Buck - Boost converter with Ir2110

[Bruno.do]

We are currently designing a Buck-Boost Converter circuit and using the IR2110 gate driver to properly drive the MOSFET by increasing the Vgs. The step-down (buck) operation works well — for example, at 20% duty cycle, we get around -2.4V output, which is expected.

However, when we try to boost the voltage by increasing the duty cycle, we face a problem. The duty cycle only goes up to around 68%, and beyond that, it doesn’t increase further. At this 68% duty cycle, the output voltage reaches -18.8V, but it doesn’t boost any higher no matter what we do.

We are wondering if this issue is caused by:

• Incorrect component selection (e.g., MOSFET, diode, etc.)
• A potential mistake in the circuit design
• Or if it’s simply a limitation of the system characteristics with the current setup.

Here are some additional details:

• The diodes used in the circuit are all 1N5819.
• The Vcc for the IR2110 is set to 15V (not 12V).
• The MOSFET in use is IRF640.
• Our target buck-boost range is from -2V to -25V output.

Could anyone suggest possible reasons why the boosting stops at -18.8V and how we might resolve this issue?

Any advice on improving the performance or identifying whether it’s a component, design, or inherent system limitation would be greatly appreciated.

Thank you!

 

[kd502]

Don't draw a MOSFET as a switch when you want to understand how it works.

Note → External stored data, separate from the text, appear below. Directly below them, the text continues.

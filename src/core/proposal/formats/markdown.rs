//! Markdown proposal generator
//!
//! Fills an embedded template by `{{placeholder}}` substitution. The output
//! renders well in GitHub, GitLab and most Markdown previewers.

use crate::core::proposal::{ProposalContext, ProposalGenerator, ABOUT, CONTACT, NEXT_STEPS};
use std::error::Error;
use std::fmt::Write;
use std::fs;
use std::path::Path;

/// Embedded Markdown proposal template
const MARKDOWN_TEMPLATE: &str = include_str!("../templates/proposal.md");

/// Markdown proposal generator
pub struct MarkdownProposal;

impl MarkdownProposal {
    /// Create a new Markdown generator
    #[must_use]
    pub const fn new() -> Self {
        Self
    }

    /// Render the proposal using template substitution
    #[allow(clippy::unused_self)]
    fn render_template(&self, ctx: &ProposalContext) -> String {
        let mut output = MARKDOWN_TEMPLATE.to_string();
        let breakdown = &ctx.quote.total.breakdown;

        output = output.replace("{{issue_date}}", &ctx.issue_date_label());
        output = output.replace("{{valid_until}}", &ctx.valid_until_label());
        output = output.replace("{{validity_days}}", &ctx.validity_days.to_string());

        output = output.replace("{{quantity}}", &ctx.quantity_label());
        output = output.replace("{{tier_range}}", &ctx.tier_label());
        output = output.replace("{{tier_price}}", &ctx.tier_price_label());

        output = output.replace("{{course_base}}", &ctx.money(breakdown.course_base));
        output = output.replace("{{course_extras}}", &ctx.money(breakdown.course_extras));
        output = output.replace("{{course_phases}}", &ctx.money(breakdown.course_phases));
        output = output.replace("{{final_total}}", &ctx.money(ctx.quote.final_total()));
        output = output.replace("{{average_per_unit}}", &ctx.average_label());

        output = output.replace("{{extras_section}}", &Self::extras_section(ctx));
        output = output.replace("{{phases_section}}", &Self::phases_section(ctx));

        output = output.replace("{{next_steps}}", &numbered(&NEXT_STEPS));
        output = output.replace("{{about}}", ABOUT);
        output = output.replace("{{contact}}", &bulleted(CONTACT.iter().copied()));

        // Catalog and client text last so their content is never re-scanned
        output = output.replace(
            "{{course_features}}",
            &bulleted(ctx.course_features().iter().map(String::as_str)),
        );
        output = output.replace("{{course_description}}", ctx.course_description());
        output = output.replace("{{course_name}}", ctx.course_name());
        output = output.replace("{{client_rows}}", &Self::client_rows(ctx));

        output
    }

    fn client_rows(ctx: &ProposalContext) -> String {
        let mut rows = String::new();
        for (label, value) in ctx.client.rows() {
            let _ = writeln!(rows, "- **{label}:** {value}");
        }
        rows
    }

    /// Extras list, or nothing when no extra was priced
    fn extras_section(ctx: &ProposalContext) -> String {
        let extras = ctx.extras();
        if extras.is_empty() {
            return String::new();
        }

        let mut section = String::from("### Recursos Adicionais\n\n");
        for extra in extras {
            let _ = writeln!(
                section,
                "- {} ({}x): {}",
                extra.feature.name,
                extra.quantity,
                ctx.money(extra.amount)
            );
        }
        let _ = writeln!(
            section,
            "\n**Total recursos extras:** {}\n",
            ctx.money(ctx.quote.course.extra_total)
        );
        section
    }

    /// One table per selected phase
    fn phases_section(ctx: &ProposalContext) -> String {
        let phases = ctx.phases();
        if phases.is_empty() {
            return "Nenhuma fase selecionada.\n".to_string();
        }

        let mut section = String::new();
        for phase in phases {
            let _ = write!(section, "### {}", phase.phase.label());
            if !phase.phase.timeline.is_empty() {
                let _ = write!(section, " ({})", phase.phase.timeline);
            }
            section.push_str("\n\n");
            if !phase.phase.description.is_empty() {
                let _ = writeln!(section, "{}\n", phase.phase.description);
            }

            section.push_str("| Item | Detalhe | Valor |\n|---|---|---|\n");
            for eval in &phase.lines {
                let _ = writeln!(
                    section,
                    "| {} | {} | {} |",
                    eval.line.name,
                    ctx.line_detail(eval),
                    ctx.money(eval.amount)
                );
            }
            let _ = writeln!(
                section,
                "| **Subtotal** | | **{}** |\n",
                ctx.money(phase.subtotal)
            );
        }
        section
    }
}

fn bulleted<'s>(items: impl Iterator<Item = &'s str>) -> String {
    let mut list = String::new();
    for item in items {
        let _ = writeln!(list, "- {item}");
    }
    list
}

fn numbered(items: &[&str]) -> String {
    let mut list = String::new();
    for (i, item) in items.iter().enumerate() {
        let _ = writeln!(list, "{}. {item}", i + 1);
    }
    list
}

impl Default for MarkdownProposal {
    fn default() -> Self {
        Self::new()
    }
}

impl ProposalGenerator for MarkdownProposal {
    fn generate(&self, ctx: &ProposalContext, output_path: &Path) -> Result<(), Box<dyn Error>> {
        let content = self.render(ctx)?;
        fs::write(output_path, content)?;
        Ok(())
    }

    fn render(&self, ctx: &ProposalContext) -> Result<String, Box<dyn Error>> {
        Ok(self.render_template(ctx))
    }
}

MOSFET is controlled by voltage between gate and source. You can turn on MOSFET by setting Vg=0V and changing source voltage below -5V. That is why this circuit can't work and it is impossible to do it with IR2110

You used high side driver wrong Vs is not connected anywhere.

Try with P channel MOSFET

 

[24vtingle]

Tes, or use Cuk converter, especially as you only have low power.
Cuk gives you low side drive and currnt sense.

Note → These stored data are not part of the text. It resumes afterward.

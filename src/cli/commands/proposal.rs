//! Proposal command handler

use crate::args::{ClientArgs, SelectionArgs};
use crate::commands::catalog::active_catalog;
use crate::commands::quote::{build_selection, course_ids};
use chrono::Local;
use std::error::Error;
use std::path::{Path, PathBuf};
use teach_pricing::config::Config;
use teach_pricing::core::pricing::price_quote;
use teach_pricing::core::proposal::{
    default_file_name, generator_for, ClientInfo, ProposalContext, ProposalFormat,
};
use teach_pricing::{info, verbose, warn};

/// Options of the proposal command besides the selection
pub struct ProposalOptions<'a> {
    /// Client details
    pub client: &'a ClientArgs,
    /// Requested format name
    pub format: &'a str,
    /// Explicit output path
    pub output: Option<&'a Path>,
    /// Custom PDF converter
    pub pdf_converter: Option<&'a str>,
}

/// Run the proposal command
pub fn run(selection: &SelectionArgs, options: &ProposalOptions, config: &Config) {
    match generate(selection, options, config) {
        Ok(path) => println!("✓ Proposal generated: {}", path.display()),
        Err(e) => {
            eprintln!("✗ {e}");
            std::process::exit(1);
        }
    }
}

/// Turn client flags into client info; absent flags become placeholders
pub fn client_info(args: &ClientArgs) -> ClientInfo {
    let field = |value: &Option<String>| value.clone().unwrap_or_default();
    ClientInfo {
        client_name: field(&args.client),
        school_name: field(&args.school),
        city_state: field(&args.city),
        project_name: field(&args.project),
        contact_person: field(&args.contact),
        email: field(&args.email),
        phone: field(&args.phone),
    }
}

fn generate(
    selection_args: &SelectionArgs,
    options: &ProposalOptions,
    config: &Config,
) -> Result<PathBuf, Box<dyn Error>> {
    let format: ProposalFormat = options.format.parse()?;
    let catalog = active_catalog(config)?;
    let selection = build_selection(selection_args, &catalog, config)?;

    let quote = price_quote(&catalog, &selection_args.course, &selection).ok_or_else(|| {
        format!(
            "Unknown course offering: '{}' (available: {})",
            selection_args.course,
            course_ids(&catalog)
        )
    })?;
    for diagnostic in quote.diagnostics() {
        warn!("{diagnostic}");
    }

    let client = client_info(options.client);
    let issue_date = Local::now().date_naive();
    let ctx = ProposalContext::new(&quote, &client, issue_date)
        .with_validity_days(config.pricing.proposal_validity_days)
        .with_currency_symbol(&config.pricing.currency_symbol);

    let output_path = match options.output {
        Some(path) => path.to_path_buf(),
        None => {
            let dir = config.proposals_path();
            std::fs::create_dir_all(&dir).map_err(|e| {
                format!("Failed to create proposals directory {}: {e}", dir.display())
            })?;
            dir.join(default_file_name(&client, issue_date, format))
        }
    };

    verbose!("Rendering {format} proposal to {}", output_path.display());
    generator_for(format, options.pdf_converter).generate(&ctx, &output_path)?;
    info!(
        "Proposal for {} ({}) written to {}",
        client.school_name(),
        quote.course.course.id,
        output_path.display()
    );

    Ok(output_path)
}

Or use a mini boost IC to give you a high side 15V supply, (or rather a 5v supply "sat" on top of the 10v battery) and then use that to connect to your IRRxxxx and use a 5V drive NFET in the high side.

 

[Easy peasy]

The cap is the wrong way round in the schematic - what is the voltage rating of the parts you are using ? ( esp D2 - this sees Vin + Vout ) ) - if you exceed PIV for the diode - there can be a clamping action causing your issues !

--- Updated Apr 25, 2025 ---

Also - you inductor may be saturating ( your freq may be too low ) - or its Rdc may be too high for your load - post details of the L.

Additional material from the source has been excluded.